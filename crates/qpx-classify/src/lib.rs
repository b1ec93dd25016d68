//! QPX Classification Library
//!
//! Unsupervised classification of quasi-particle excitations from their
//! topological feature bundles.
//!
//! # Features
//!
//! - **Distances**: Per-invariant distance functions selected by
//!   (invariant kind, distance kind) through a [`DistanceRegistry`]
//! - **Metric**: Weighted aggregation of per-invariant distances
//!   ([`TopologyMetricSpec`])
//! - **Graph**: Directed k-nearest-neighbour affinity graphs in CSR form
//! - **Spectral Clustering**: Normalized Laplacian, block eigensolver and
//!   seeded k-means on the row-normalized embedding
//! - **Uncertainty**: Neighbourhood label entropy, confidence and ambiguity
//! - **Pipeline**: Glue for the external feature extractor and simulator
//!
//! # Example
//!
//! ```rust
//! use qpx_classify::prelude::*;
//!
//! let features: Vec<FeatureBundle> = (0..10)
//!     .map(|i| {
//!         let offset = if i < 5 { 0.0 } else { 20.0 };
//!         FeatureBundle::new(format!("run-{i}"))
//!             .with_static("persistence_entropy", offset + i as f64 * 0.1)
//!             .with_static("betti_curve", vec![offset, 1.0, 0.5])
//!     })
//!     .collect();
//!
//! let metric = TopologyMetricSpec::new()
//!     .with_static("persistence_entropy", DistanceKind::ABSOLUTE)
//!     .with_static("betti_curve", DistanceKind::EUCLIDEAN)
//!     .with_weight("betti_curve", 0.5);
//!
//! let result = classify(&features, &metric, 3, 2).unwrap();
//! assert_eq!(result.labels.len(), 10);
//! assert!(result.confidence.iter().all(|&c| c > 0.0 && c <= 1.0));
//! ```

#![forbid(unsafe_code)]
#![warn(missing_docs)]

pub mod classifier;
pub mod config;
pub mod distance;
pub mod eigen;
pub mod entropy;
pub mod graph;
pub mod kmeans;
pub mod laplacian;
pub mod matrix;
pub mod metric;
pub mod pipeline;
pub mod spectral;
pub mod validation;

// Re-export main types for convenience
pub use classifier::{
    classify, ClassificationReport, ClassificationResult, ClassificationSettings, Classifier,
    SpectralDiagnostics, UncertaintyReport,
};
pub use config::{ClassifierConfig, EigenSolverConfig, KMeansConfig, KMeansInit};
pub use distance::{DistanceFn, DistanceKind, DistanceRegistry};
pub use eigen::{EigenDecomposition, SubspaceEigensolver};
pub use entropy::{NeighborhoodEntropy, NeighborhoodScores};
pub use graph::{AffinityGraph, KnnGraphBuilder};
pub use kmeans::{KMeans, KMeansFit};
pub use laplacian::NormalizedLaplacian;
pub use matrix::DistanceMatrix;
pub use metric::{TopologyDistance, TopologyMetricSpec};
pub use pipeline::{classify_hypotheses, classify_observed, extract_batch, simulate_batch};
pub use spectral::{SpectralAssignment, SpectralClustering};

/// Library version
pub const VERSION: &str = env!("CARGO_PKG_VERSION");

/// Prelude module for convenient imports
pub mod prelude {
    pub use crate::classifier::{classify, ClassificationResult, Classifier};
    pub use crate::config::ClassifierConfig;
    pub use crate::distance::{DistanceKind, DistanceRegistry};
    pub use crate::metric::TopologyMetricSpec;
    pub use qpx_core::prelude::*;
}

## TASK REQUIREMENTS
Include the first line of the listing, the line with "functions selected by", and every line between them, each repeated exactly, and output only those.

## WRITTEN ANSWER
filename crates/qpx-classify/src/lib.rs
repository b1ec93dd25016d68
//! QPX Classification Library
//!
//! Unsupervised classification of quasi-particle excitations from their
//! topological feature bundles.
//!
//! # Features
//!
//! - **Distances**: Per-invariant distance functions selected by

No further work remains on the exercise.